§ What needs to be done
Look at each line of the listing. Copy those that hold the string "must".

§ Dataset
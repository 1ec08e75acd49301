use std::collections::BTreeMap;
use std::time::{Duration, Instant};

use rand::Rng;
use serde::{Deserialize, Serialize};

use crate::config::SwapConfig;
use crate::error::LayoutError;
use crate::graph::{GraphIndex, NodeId};
use crate::metrics;
use crate::spiral::Point;
use crate::state::LayoutState;

const MIN_ITERATIONS: usize = 5_000;
const MAX_ITERATIONS: usize = 50_000;
const ITERATIONS_PER_EDGE: usize = 6;
const MIN_NO_IMPROVE: usize = 500;

/// Which stopping condition ended an optimization loop.
#[derive(Debug, Clone, Copy, PartialEq, Eq, Serialize, Deserialize)]
#[serde(rename_all = "snake_case")]
pub enum StopReason {
    /// Consecutive non-improving swap trials reached the threshold.
    Stagnation,
    /// Relative objective improvement stayed below threshold for the
    /// patience window.
    Converged,
    /// The hard iteration cap was hit before convergence.
    IterationCap,
}

/// Convergence record for one swap-optimization run.
#[derive(Debug, Clone, Serialize)]
pub struct SwapStats {
    pub iterations: usize,
    pub swaps_accepted: usize,
    pub stop_reason: StopReason,
    /// Running total maintained incrementally across accepted swaps;
    /// matches a fresh metrics recomputation within float tolerance.
    pub total_distance: f64,
    pub elapsed: Duration,
}

/// Iteration budget as a pure function of edge count: roughly six trials
/// per edge, floored and capped so small graphs still search and large
/// graphs stay bounded. The early-stop limit is a fixed fraction of the
/// cap. Returns `(max_iterations, no_improve_limit)`.
pub fn resolve_iteration_budget(edge_count: usize) -> (usize, usize) {
    let cap = (edge_count * ITERATIONS_PER_EDGE).clamp(MIN_ITERATIONS, MAX_ITERATIONS);
    let no_improve = (cap / 20).max(MIN_NO_IMPROVE);
    (cap, no_improve)
}

/// Stochastic pairwise-exchange local search minimizing total edge length.
///
/// Each trial picks two distinct nodes from the injected RNG, evaluates
/// the exact distance delta over only their incident edges, and accepts
/// the exchange iff the delta clears the improvement epsilon. Stops at the
/// stagnation threshold or the iteration cap, whichever comes first.
pub fn optimize(
    state: &mut LayoutState,
    graph: &GraphIndex,
    config: &SwapConfig,
    rng: &mut impl Rng,
) -> Result<SwapStats, LayoutError> {
    if state.len() < 2 {
        return Err(LayoutError::TooFewNodes(state.len()));
    }
    for edge in graph.edges() {
        if state.position(edge.a).is_none() {
            return Err(LayoutError::UnknownNode(edge.a));
        }
        if state.position(edge.b).is_none() {
            return Err(LayoutError::UnknownNode(edge.b));
        }
    }

    let max_iterations = config
        .max_iterations
        .unwrap_or_else(|| resolve_iteration_budget(graph.edge_count()).0);
    let stagnation_limit = config
        .stagnation_threshold
        .unwrap_or_else(|| resolve_iteration_budget(graph.edge_count()).1);

    let ids: Vec<NodeId> = state.node_ids().to_vec();
    // Explicit running total threaded through the loop; accepted deltas are
    // added instead of recomputing all edges per trial.
    let mut total_distance = metrics::compute(state.positions(), graph.edges())?.total_distance;

    let start = Instant::now();
    let mut iterations = 0usize;
    let mut swaps_accepted = 0usize;
    let mut stagnation = 0usize;

    while stagnation < stagnation_limit && iterations < max_iterations {
        iterations += 1;
        let (i, j) = pick_pair(&ids, rng);
        let delta = swap_delta(i, j, state, graph)?;

        if delta < -config.epsilon {
            state.swap(i, j)?;
            total_distance += delta;
            swaps_accepted += 1;
            stagnation = 0;
        } else {
            stagnation += 1;
        }
    }

    let stop_reason = if stagnation >= stagnation_limit {
        StopReason::Stagnation
    } else {
        StopReason::IterationCap
    };

    Ok(SwapStats {
        iterations,
        swaps_accepted,
        stop_reason,
        total_distance,
        elapsed: start.elapsed(),
    })
}

fn pick_pair(ids: &[NodeId], rng: &mut impl Rng) -> (NodeId, NodeId) {
    let i = rng.gen_range(0..ids.len());
    let mut j = rng.gen_range(0..ids.len());
    while j == i {
        j = rng.gen_range(0..ids.len());
    }
    (ids[i], ids[j])
}

/// Sum of distances from `id` to its direct neighbors under the current
/// coordinates.
fn contribution(id: NodeId, positions: &BTreeMap<NodeId, Point>, graph: &GraphIndex) -> f64 {
    let Some(&origin) = positions.get(&id) else {
        return 0.0;
    };
    graph
        .neighbors(id)
        .filter_map(|neighbor| positions.get(&neighbor))
        .map(|&p| origin.distance(p))
        .sum()
}

/// Exact change in total edge length if `i` and `j` exchanged slots.
///
/// Only edges incident to the pair are touched, O(deg(i) + deg(j)) per
/// trial. When the pair is directly connected their shared edge appears in
/// both contribution sums and is subtracted once on each side. The
/// tentative exchange is reverted before returning (swap is self-inverse).
fn swap_delta(
    i: NodeId,
    j: NodeId,
    state: &mut LayoutState,
    graph: &GraphIndex,
) -> Result<f64, LayoutError> {
    let shared = graph.are_connected(i, j);
    let pair_distance = |state: &LayoutState| match (state.position(i), state.position(j)) {
        (Some(a), Some(b)) => a.distance(b),
        _ => 0.0,
    };

    let mut old_total = contribution(i, state.positions(), graph)
        + contribution(j, state.positions(), graph);
    if shared {
        old_total -= pair_distance(state);
    }

    state.swap(i, j)?;
    let mut new_total = contribution(i, state.positions(), graph)
        + contribution(j, state.positions(), graph);
    if shared {
        new_total -= pair_distance(state);
    }
    state.swap(i, j)?;

    Ok(new_total - old_total)
}
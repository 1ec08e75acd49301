use std::path::Path;

use serde::{Deserialize, Serialize};

/// All externally supplied knobs for the layout pipeline. Defaults carry
/// the tuned constants the optimizer was calibrated with; a config file
/// may override any subset.
#[derive(Debug, Clone, Default, Serialize, Deserialize)]
#[serde(default)]
pub struct Config {
    pub spiral: SpiralConfig,
    pub ordering: OrderingConfig,
    pub swap: SwapConfig,
    pub relax: RelaxConfig,
}

#[derive(Debug, Clone, Serialize, Deserialize)]
#[serde(default)]
pub struct SpiralConfig {
    /// Base spacing factor; slot radius is spacing * sqrt(slot + 1).
    pub spacing: f64,
}

impl Default for SpiralConfig {
    fn default() -> Self {
        Self { spacing: 80.0 }
    }
}

#[derive(Debug, Clone, Serialize, Deserialize)]
#[serde(default)]
pub struct OrderingConfig {
    /// Seed for the random-baseline shuffle.
    pub seed: u64,
}

impl Default for OrderingConfig {
    fn default() -> Self {
        Self { seed: 42 }
    }
}

#[derive(Debug, Clone, Serialize, Deserialize)]
#[serde(default)]
pub struct SwapConfig {
    /// Improvement margin a swap must clear; guards against accepting
    /// floating-point noise.
    pub epsilon: f64,
    /// Seed for candidate-pair selection.
    pub seed: u64,
    /// Hard iteration cap. Unset: adaptive from edge count.
    pub max_iterations: Option<usize>,
    /// Consecutive non-improving trials before stopping. Unset: adaptive
    /// from edge count.
    pub stagnation_threshold: Option<usize>,
}

impl Default for SwapConfig {
    fn default() -> Self {
        Self {
            epsilon: 0.001,
            seed: 42,
            max_iterations: None,
            stagnation_threshold: None,
        }
    }
}

#[derive(Debug, Clone, Serialize, Deserialize)]
#[serde(default)]
pub struct RelaxConfig {
    pub max_iterations: usize,
    /// Global multiplier from force to displacement.
    pub step_size: f64,
    /// Per-node displacement cap per iteration.
    pub max_step: f64,
    /// Spring constant for edge attraction.
    pub attraction: f64,
    /// Push-apart constant, applied only below `min_distance`.
    pub repulsion: f64,
    /// Pull back toward the stage-input coordinate.
    pub anchor: f64,
    /// Pairs closer than this repel each other.
    pub min_distance: f64,
    /// Relative objective improvement below this counts as a stalled
    /// iteration.
    pub improvement_threshold: f64,
    /// Stalled iterations tolerated before stopping.
    pub patience: usize,
    /// Strength of recognizability-based edge weighting; 0 disables it.
    pub weight_scale: f64,
}

impl Default for RelaxConfig {
    fn default() -> Self {
        Self {
            max_iterations: 500,
            step_size: 0.02,
            max_step: 5.0,
            attraction: 0.01,
            repulsion: 0.5,
            anchor: 0.02,
            min_distance: 60.0,
            improvement_threshold: 0.002,
            patience: 15,
            weight_scale: 0.35,
        }
    }
}

/// Load a config file, or defaults when no path is given. Partial files
/// are fine; unspecified fields keep their defaults. Values the layout
/// core would reject are caught here so a malformed file fails with a
/// message naming the field.
pub fn load_config(path: Option<&Path>) -> anyhow::Result<Config> {
    let Some(path) = path else {
        return Ok(Config::default());
    };
    let contents = std::fs::read_to_string(path)?;
    let config: Config = serde_json::from_str(&contents)?;
    anyhow::ensure!(
        config.spiral.spacing > 0.0,
        "{}: spiral.spacing must be positive, got {}",
        path.display(),
        config.spiral.spacing
    );
    Ok(config)
}
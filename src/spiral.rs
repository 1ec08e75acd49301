use serde::{Deserialize, Serialize};

/// Golden ratio, (1 + sqrt(5)) / 2.
pub const GOLDEN_RATIO: f64 = 1.618033988749895;

/// Golden angle in degrees, 360 * (1 - 1/phi), roughly 137.5.
pub const GOLDEN_ANGLE_DEGREES: f64 = 360.0 * (1.0 - 1.0 / GOLDEN_RATIO);

/// A 2D coordinate in layout space.
#[derive(Debug, Clone, Copy, PartialEq, Default, Serialize, Deserialize)]
pub struct Point {
    pub x: f64,
    pub y: f64,
}

impl Point {
    pub fn new(x: f64, y: f64) -> Self {
        Self { x, y }
    }

    /// Euclidean distance to another point.
    pub fn distance(self, other: Point) -> f64 {
        (other.x - self.x).hypot(other.y - self.y)
    }
}

/// Vogel spiral position for a slot index. Slot 0 is the innermost ring;
/// consecutive slots advance by the golden angle, which spreads points
/// evenly without overlaps.
///
/// Pure and total for any `usize` slot. Negative slots are unrepresentable
/// by the parameter type, so the non-negativity precondition is enforced
/// statically rather than coerced at runtime. Spacing must be strictly
/// positive; `LayoutState` and `load_config` validate it before placement
/// ever happens, so the assertion here only guards direct callers.
pub fn position(slot: usize, spacing: f64) -> Point {
    assert!(spacing > 0.0, "spiral spacing must be positive");
    let radius = spacing * ((slot as f64) + 1.0).sqrt();
    let angle = (slot as f64 * GOLDEN_ANGLE_DEGREES).to_radians();
    Point::new(radius * angle.cos(), radius * angle.sin())
}
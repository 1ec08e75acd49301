fn main() {
    if let Err(err) = costar_layout::run() {
        eprintln!("error: {err}");
        std::process::exit(1);
    }
}
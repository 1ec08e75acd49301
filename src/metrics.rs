use std::collections::BTreeMap;

use serde::{Deserialize, Serialize};

use crate::error::LayoutError;
use crate::graph::{Edge, NodeId};
use crate::spiral::Point;

/// Aggregate edge-length statistics for one layout. Recomputed fresh at
/// every stage boundary; only the swap loop carries a running total, and
/// that total is cross-checked against this in tests.
#[derive(Debug, Clone, Copy, PartialEq, Serialize, Deserialize)]
pub struct LayoutMetrics {
    pub edge_count: usize,
    pub total_distance: f64,
    pub avg_distance: f64,
    pub min_distance: f64,
    pub max_distance: f64,
}

impl LayoutMetrics {
    /// The contract for empty graphs: all zeros, not an error.
    pub fn zero() -> Self {
        Self {
            edge_count: 0,
            total_distance: 0.0,
            avg_distance: 0.0,
            min_distance: 0.0,
            max_distance: 0.0,
        }
    }
}

/// Percentage improvement of `current` over `previous` average edge
/// length. `None` when the previous average is zero (nothing to compare).
pub fn improvement_pct(previous: &LayoutMetrics, current: &LayoutMetrics) -> Option<f64> {
    if previous.avg_distance > 0.0 {
        Some((previous.avg_distance - current.avg_distance) / previous.avg_distance * 100.0)
    } else {
        None
    }
}

/// Euclidean edge-length aggregate over caller-supplied positions.
///
/// Fails fast if an edge references an id without a position; that is an
/// upstream precondition violation, never repaired here.
pub fn compute<'a>(
    positions: &BTreeMap<NodeId, Point>,
    edges: impl IntoIterator<Item = &'a Edge>,
) -> Result<LayoutMetrics, LayoutError> {
    let mut edge_count = 0usize;
    let mut total = 0.0f64;
    let mut min = f64::INFINITY;
    let mut max = f64::NEG_INFINITY;

    for edge in edges {
        let a = positions
            .get(&edge.a)
            .copied()
            .ok_or(LayoutError::UnknownNode(edge.a))?;
        let b = positions
            .get(&edge.b)
            .copied()
            .ok_or(LayoutError::UnknownNode(edge.b))?;
        let dist = a.distance(b);
        edge_count += 1;
        total += dist;
        min = min.min(dist);
        max = max.max(dist);
    }

    if edge_count == 0 {
        return Ok(LayoutMetrics::zero());
    }

    Ok(LayoutMetrics {
        edge_count,
        total_distance: total,
        avg_distance: total / edge_count as f64,
        min_distance: min,
        max_distance: max,
    })
}
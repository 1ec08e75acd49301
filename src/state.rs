use std::collections::BTreeMap;

use crate::error::LayoutError;
use crate::graph::NodeId;
use crate::spiral::{self, Point};

/// The full node -> slot assignment plus the materialized spiral
/// coordinate per node.
///
/// Invariant: the slot assignment is always a bijection onto 0..n. The
/// constructor validates it and the only mutations are `swap` (which
/// preserves it) and `nudge` (coordinate-only, for relaxation), so the
/// invariant holds between any two iterations of the optimizers.
#[derive(Debug, Clone)]
pub struct LayoutState {
    order: Vec<NodeId>,
    slots: BTreeMap<NodeId, usize>,
    positions: BTreeMap<NodeId, Point>,
    spacing: f64,
}

impl LayoutState {
    /// Build from a slot assignment, validating the bijection and
    /// materializing spiral coordinates at `spacing`.
    pub fn new(
        order: Vec<NodeId>,
        slots: BTreeMap<NodeId, usize>,
        spacing: f64,
    ) -> Result<Self, LayoutError> {
        // Negated comparison so NaN is rejected along with zero/negative.
        if !(spacing > 0.0) {
            return Err(LayoutError::InvalidSpacing(spacing));
        }
        let n = order.len();
        if slots.len() != n {
            return Err(LayoutError::SlotsNotBijective {
                expected: n,
                detail: format!("{} nodes but {} slot entries", n, slots.len()),
            });
        }
        let mut seen = vec![false; n];
        for &id in &order {
            let Some(&slot) = slots.get(&id) else {
                return Err(LayoutError::UnknownNode(id));
            };
            if slot >= n {
                return Err(LayoutError::SlotsNotBijective {
                    expected: n,
                    detail: format!("node {id} has out-of-range slot {slot}"),
                });
            }
            if seen[slot] {
                return Err(LayoutError::SlotsNotBijective {
                    expected: n,
                    detail: format!("slot {slot} assigned twice"),
                });
            }
            seen[slot] = true;
        }

        let positions = slots
            .iter()
            .map(|(&id, &slot)| (id, spiral::position(slot, spacing)))
            .collect();

        Ok(Self {
            order,
            slots,
            positions,
            spacing,
        })
    }

    /// Node ids in stable input order.
    pub fn node_ids(&self) -> &[NodeId] {
        &self.order
    }

    pub fn len(&self) -> usize {
        self.order.len()
    }

    pub fn is_empty(&self) -> bool {
        self.order.is_empty()
    }

    pub fn spacing(&self) -> f64 {
        self.spacing
    }

    pub fn slot(&self, id: NodeId) -> Option<usize> {
        self.slots.get(&id).copied()
    }

    pub fn position(&self, id: NodeId) -> Option<Point> {
        self.positions.get(&id).copied()
    }

    pub fn positions(&self) -> &BTreeMap<NodeId, Point> {
        &self.positions
    }

    pub fn slots(&self) -> &BTreeMap<NodeId, usize> {
        &self.slots
    }

    /// Exchange the slots and coordinates of two nodes. Self-inverse:
    /// applying the same swap twice restores the exact prior state.
    pub fn swap(&mut self, i: NodeId, j: NodeId) -> Result<(), LayoutError> {
        if !self.slots.contains_key(&i) {
            return Err(LayoutError::UnknownNode(i));
        }
        if !self.slots.contains_key(&j) {
            return Err(LayoutError::UnknownNode(j));
        }
        if i == j {
            return Ok(());
        }
        let slot_i = self.slots[&i];
        let slot_j = self.slots[&j];
        self.slots.insert(i, slot_j);
        self.slots.insert(j, slot_i);
        let pos_i = self.positions[&i];
        let pos_j = self.positions[&j];
        self.positions.insert(i, pos_j);
        self.positions.insert(j, pos_i);
        Ok(())
    }

    /// Coordinate-only mutation used by force relaxation; the slot
    /// assignment is untouched.
    pub fn nudge(&mut self, id: NodeId, point: Point) -> Result<(), LayoutError> {
        match self.positions.get_mut(&id) {
            Some(current) => {
                *current = point;
                Ok(())
            }
            None => Err(LayoutError::UnknownNode(id)),
        }
    }
}
//! Build script for nftctx
//!
//! Embeds build-time information (git commit, dirty status, build timestamp)
//! and, with the `native` feature, generates bindings for `libnftables.h`.

fn main() {
    // Re-run build if these environment variables change
    println!("cargo:rerun-if-env-changed=NFTCTX_LIBNFTABLES_INCLUDE");

    #[cfg(feature = "native")]
    generate_bindings();

    // Embed git commit, build time, and dirty status
    shadow_rs::ShadowBuilder::builder()
        .build()
        .expect("Failed to generate build info");
}

/// Generates `libnftables.rs` in `OUT_DIR` from the installed header.
///
/// The output flag constants are taken from the header so that they always
/// match the library the binary links against.
#[cfg(feature = "native")]
fn generate_bindings() {
    println!("cargo:rustc-link-lib=nftables");

    let mut builder = bindgen::Builder::default()
        .header_contents("wrapper.h", "#include <nftables/libnftables.h>\n")
        .allowlist_function("nft_.*")
        .allowlist_type("nft_.*")
        .allowlist_var("NFT_.*")
        .parse_callbacks(Box::new(bindgen::CargoCallbacks::new()));

    // Distro packagers with a non-standard prefix can point at the header dir
    if let Ok(dir) = std::env::var("NFTCTX_LIBNFTABLES_INCLUDE") {
        builder = builder.clang_arg(format!("-I{dir}"));
    }

    let bindings = builder
        .generate()
        .expect("Failed to generate libnftables bindings");

    let out = std::path::PathBuf::from(std::env::var("OUT_DIR").expect("OUT_DIR not set"));
    bindings
        .write_to_file(out.join("libnftables.rs"))
        .expect("Failed to write libnftables bindings");
}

§ Response to the task
    /// Improvement margin a swap must clear; guards against accepting
        "{}: spiral.spacing must be positive, got {}",
/// statically rather than coerced at runtime. Spacing must be strictly
    assert!(spacing > 0.0, "spiral spacing must be positive");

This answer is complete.